= Cognitive rhetoric =

Cognitive rhetoric refers to an approach to rhetoric, composition, and pedagogy as well as a method for language and literary studies drawing from, or contributing to, cognitive science.

==History==
Following the cognitive revolution, cognitive linguists, computer scientists, and cognitive psychologists have borrowed terms from rhetorical and literary criticism. Specifically, metaphor is a fundamental concept throughout cognitive science, particularly for cognitive linguistic models in which meaning-making is dependent on metaphor production and comprehension.

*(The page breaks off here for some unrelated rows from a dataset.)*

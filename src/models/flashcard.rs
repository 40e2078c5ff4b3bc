use serde::{Deserialize, Serialize};

/// 闪卡：正面为问题或术语，背面为答案或定义
#[derive(Debug, Clone, PartialEq, Eq, Serialize, Deserialize)]
pub struct Flashcard {
    #[serde(default)]
    pub front: String,
    #[serde(default)]
    pub back: String,
}

impl Flashcard {
    pub fn new(front: impl Into<String>, back: impl Into<String>) -> Self {
        Self {
            front: front.into(),
            back: back.into(),
        }
    }
}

Computer scientists and philosophers of mind draw on literary studies for terms like "scripts", "stories", "stream of consciousness", "multiple drafts", and "Joycean machine". Cognitive psychologists have researched literary and rhetorical topics such as "reader response" and "deixis" in narrative fiction, and transmission of poetry in oral traditions.

==Composition==
Rhetoric is a term often used in reference to composition studies and pedagogy, a tradition that dates back to Ancient Greece. The emergence of rhetoric as a teachable craft (techne) links rhetoric and composition pedagogy, notably in the tradition of Sophism. Aristotle collected Sophist handbooks on rhetoric and critiqued them in Synagoge Techne (fourth century BCE).

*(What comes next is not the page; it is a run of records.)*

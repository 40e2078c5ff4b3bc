//! 测验计分 - 业务能力层
//!
//! 只负责"给一组作答打分"，不关心题目从哪里来

use tracing::debug;

use crate::models::quiz::{AnswerMap, QuizItem, ScoreResult};

/// 测验计分器
///
/// 规则：
/// - 未作答或缺少答案键的题目跳过，既不算对也不算错
/// - 数字答案 `0` 是有效答案键，不按"假值即缺失"跳过
/// - 数字答案：所选下标与答案相等即正确
/// - 字母答案：所选下标映射到 A/B/C/D 后与答案相等即正确，下标 ≥ 4 无对应字母
/// - `total` 始终是题目总数
pub struct AnswerScorer;

impl AnswerScorer {
    pub fn score(quiz: &[QuizItem], answers: &AnswerMap) -> ScoreResult {
        let mut correct = 0;
        let mut skipped = 0;

        for (index, item) in quiz.iter().enumerate() {
            // `Index(0)` 在这里照常计分，与旧前端把 0 当作无答案的做法不同
            let (Some(selected), Some(key)) = (answers.get(index), item.answer) else {
                skipped += 1;
                continue;
            };

            if key.matches(selected) {
                correct += 1;
            }
        }

        debug!(
            "计分完成: 正确 {}/{}，跳过 {} 道",
            correct,
            quiz.len(),
            skipped
        );

        ScoreResult {
            correct,
            total: quiz.len(),
        }
    }
}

In Ancient Rome, the Greek rhetorical tradition was absorbed and became vital to education, as rhetoric was valued in a highly political society with an advanced system of law, where speaking well was crucial to winning favor, alliances, and legal rulings.

Cognitive rhetoricians focusing on composition (such as Linda Flower and John Hayes) draw from the paradigm, methods, and terms of cognitive science to build a pedagogy of composition, where writing is an instance of everyday problem-solving processes. Colleagues at Carnegie Mellon, Flower and Hayes conducted studies on problem-solving in writing using think-aloud protocols where subjects talk as they solve a problem showing what is happening in their minds while writing.

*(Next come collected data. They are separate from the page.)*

//! 编排层
//!
//! 持有配置和后端客户端，把每个命令分派给对应的流程/服务，
//! 并负责把结果输出到终端。

use std::path::{Path, PathBuf};

use anyhow::{Context, Result};
use clap::Subcommand;
use tracing::{info, warn};

use crate::config::Config;
use crate::logger;
use crate::models::backend::FeedbackRequest;
use crate::models::quiz::OPTION_LETTERS;
use crate::models::{
    load_answer_map, load_quiz_file, load_source_text, AnswerMap, PlanRequest, SummaryStyle,
};
use crate::services::{BackendClient, PlanWriter};
use crate::workflow::{CardFace, ChatSession, FlashcardDeck, PlanFlow, PlanSource, QuizSession};

/// 命令行子命令
#[derive(Debug, Subcommand)]
pub enum Command {
    /// 生成学习计划（后端不可用时使用本地模板）
    Plan {
        /// 学习主题
        topic: String,
        /// 计划天数
        #[arg(short, long)]
        days: Option<u32>,
        /// 不请求后端，直接使用本地模板
        #[arg(long)]
        offline: bool,
        /// 保存为 txt 文件
        #[arg(long)]
        save: bool,
    },
    /// 为测验作答计分
    Score {
        /// 测验文件（JSON 或 TOML）
        #[arg(short, long)]
        quiz: PathBuf,
        /// 作答，形如 `0=2,1=0`，或 JSON 作答文件路径
        #[arg(short, long)]
        answers: String,
    },
    /// 根据文本生成测验题
    Quiz {
        #[arg(short, long)]
        text_file: PathBuf,
        #[arg(short, long)]
        count: Option<usize>,
        /// 保存为 JSON 文件
        #[arg(short, long)]
        out: Option<PathBuf>,
    },
    /// 根据文本生成闪卡
    Flashcards {
        #[arg(short, long)]
        text_file: PathBuf,
        #[arg(short, long)]
        count: Option<usize>,
    },
    /// 总结已上传的文档
    Summarize {
        #[arg(short, long)]
        doc: String,
        /// simple / detailed / concept / qa / takeaways
        #[arg(short, long, default_value = "simple")]
        style: SummaryStyle,
    },
    /// 列出已上传的文档
    Docs,
    /// 检查后端是否在线
    Health,
    /// 向聊天导师提问
    Chat {
        message: String,
        /// 参考的文档，可重复
        #[arg(short, long = "doc")]
        docs: Vec<String>,
    },
    /// 提交反馈
    Feedback {
        #[arg(long)]
        feature: String,
        #[arg(long)]
        item: String,
        #[arg(long, default_value_t = 0)]
        rating: u32,
        #[arg(long)]
        thumbs_up: bool,
        #[arg(long, default_value = "")]
        note: String,
    },
}

/// 应用主结构
pub struct App {
    config: Config,
    backend: BackendClient,
}

impl App {
    /// 初始化应用
    pub fn initialize(config: Config) -> Result<Self> {
        logger::log_startup(&config);
        let backend = BackendClient::new(&config).context("无法创建后端客户端")?;
        Ok(Self { config, backend })
    }

    /// 执行一个命令
    pub async fn run(&self, command: Command) -> Result<()> {
        match command {
            Command::Plan {
                topic,
                days,
                offline,
                save,
            } => {
                let days = days.unwrap_or(self.config.default_plan_days);
                self.plan(&topic, days, offline, save).await
            }
            Command::Score { quiz, answers } => self.score(&quiz, &answers).await,
            Command::Quiz {
                text_file,
                count,
                out,
            } => {
                let count = count.unwrap_or(self.config.quiz_num_questions);
                self.quiz(&text_file, count, out.as_deref()).await
            }
            Command::Flashcards { text_file, count } => {
                let count = count.unwrap_or(self.config.flashcard_count);
                self.flashcards(&text_file, count).await
            }
            Command::Summarize { doc, style } => self.summarize(&doc, style).await,
            Command::Docs => self.docs().await,
            Command::Health => self.health().await,
            Command::Chat { message, docs } => self.chat(&message, &docs).await,
            Command::Feedback {
                feature,
                item,
                rating,
                thumbs_up,
                note,
            } => {
                let feedback = FeedbackRequest {
                    feature,
                    item_name: item,
                    thumbs_up: u32::from(thumbs_up),
                    rating,
                    note,
                };
                self.feedback(&feedback).await
            }
        }
    }

    async fn plan(&self, topic: &str, days: u32, offline: bool, save: bool) -> Result<()> {
        let request = PlanRequest::new(topic, days)?;

        let outcome = if offline {
            PlanFlow::<BackendClient>::offline().run(&request).await
        } else {
            PlanFlow::new(&self.backend).run(&request).await
        };

        if outcome.source == PlanSource::Fallback {
            info!("✨ 使用内置学习计划模板");
        }
        println!("{}", outcome.text);

        if save {
            let writer = PlanWriter::new(&self.config.plan_output_dir);
            let path = writer.write(&request, &outcome.text).await?;
            info!("💾 计划已保存至: {}", path.display());
        }

        Ok(())
    }

    async fn score(&self, quiz_path: &Path, answers: &str) -> Result<()> {
        let quiz = load_quiz_file(quiz_path).await?;

        let answers_path = Path::new(answers);
        let answers: AnswerMap = if answers_path.is_file() {
            load_answer_map(answers_path).await?
        } else {
            answers.parse()?
        };

        let mut session = QuizSession::new(quiz);
        session.select_all(&answers)?;
        let result = session.submit();

        for (index, item) in session.quiz().iter().enumerate() {
            let mark = match (session.answers().get(index), item.answer) {
                (Some(selected), Some(key)) if key.matches(selected) => "✅",
                (Some(_), Some(_)) => "❌",
                _ => "➖",
            };
            println!("{} {}. {}", mark, index + 1, item.question);
        }
        println!("{} ({}%)", result, result.percentage());

        Ok(())
    }

    async fn quiz(&self, text_file: &Path, count: usize, out: Option<&Path>) -> Result<()> {
        let text = load_source_text(text_file).await?;
        let quiz = self.backend.generate_quiz(&text, count).await?;

        if quiz.is_empty() {
            warn!("⚠️ 后端没有返回任何题目");
            return Ok(());
        }

        for (index, item) in quiz.iter().enumerate() {
            if !item.key_in_range() {
                warn!("⚠️ 第 {} 题的答案无法对应到任何选项", index + 1);
            }
            println!("{}. {}", index + 1, item.question);
            for (letter, option) in OPTION_LETTERS.iter().zip(&item.options) {
                println!("   {}) {}", letter, option);
            }
        }

        if let Some(out) = out {
            let json = serde_json::to_string_pretty(&serde_json::json!({ "quiz": quiz }))?;
            tokio::fs::write(out, json)
                .await
                .with_context(|| format!("无法写入测验文件: {}", out.display()))?;
            info!("💾 测验已保存至: {}", out.display());
        }

        Ok(())
    }

    async fn flashcards(&self, text_file: &Path, count: usize) -> Result<()> {
        let text = load_source_text(text_file).await?;
        let cards = self.backend.generate_flashcards(&text, count).await?;

        let mut deck = FlashcardDeck::new(cards);
        if deck.is_empty() {
            warn!("⚠️ 后端没有返回任何闪卡");
            return Ok(());
        }

        loop {
            let (position, total) = deck.position();
            if let Some(CardFace::Front(front)) = deck.current() {
                println!("[{}/{}] {}", position, total, front);
            }
            deck.flip();
            if let Some(CardFace::Back(back)) = deck.current() {
                println!("      → {}", back);
            }
            if position == total {
                break;
            }
            deck.next_card();
        }

        Ok(())
    }

    async fn summarize(&self, doc: &str, style: SummaryStyle) -> Result<()> {
        info!("📝 以 {} 风格总结: {}", style.label(), doc);
        let response = self.backend.summarize(doc, style).await?;

        if response.answer.trim().is_empty() {
            println!("No summary generated");
        } else {
            println!("{}", response.answer);
        }
        Ok(())
    }

    async fn docs(&self) -> Result<()> {
        let docs = self.backend.list_documents().await?;
        if docs.is_empty() {
            println!("No documents uploaded yet.");
        }
        for doc in docs {
            println!("{}\t{}", doc.id, doc.name);
        }
        Ok(())
    }

    async fn health(&self) -> Result<()> {
        let status = self
            .backend
            .health()
            .await
            .context("后端健康检查失败")?;
        info!("✓ 后端在线");
        println!("{}", status);
        Ok(())
    }

    async fn chat(&self, message: &str, docs: &[String]) -> Result<()> {
        let mut session = ChatSession::new();
        for doc in docs {
            session.toggle_document(doc);
        }

        match session.send(&self.backend, message).await {
            Some(reply) => println!("{}", reply),
            None => warn!("⚠️ 消息为空，未发送"),
        }
        Ok(())
    }

    async fn feedback(&self, feedback: &FeedbackRequest) -> Result<()> {
        let response = self.backend.send_feedback(feedback).await?;
        println!("{} (total: {})", response.message, response.count);
        Ok(())
    }
}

Janet Emig explored elements of the writing process and the relationship between process and product. Building upon cognitive theories of transactional and experiential learning by John Dewey and Jean Piaget, Emig's contribution to cognitive rhetoric is her differentiation between speech acts and writing acts. Because speaking and writing are different ways of performing linguistic functions, Emig argues that the process of speaking and the process of writing result in differing means of expression. One issue Emig points out is that writing can be a sort of trap since the writer becomes a participant in the event through their writing. Another issue Emig identifies involves the way the structure of writing can shape how an event is presented by the writer. This structure becomes a conflict, Emig asserts, because writing should be dictated by the writer's experience—not the form.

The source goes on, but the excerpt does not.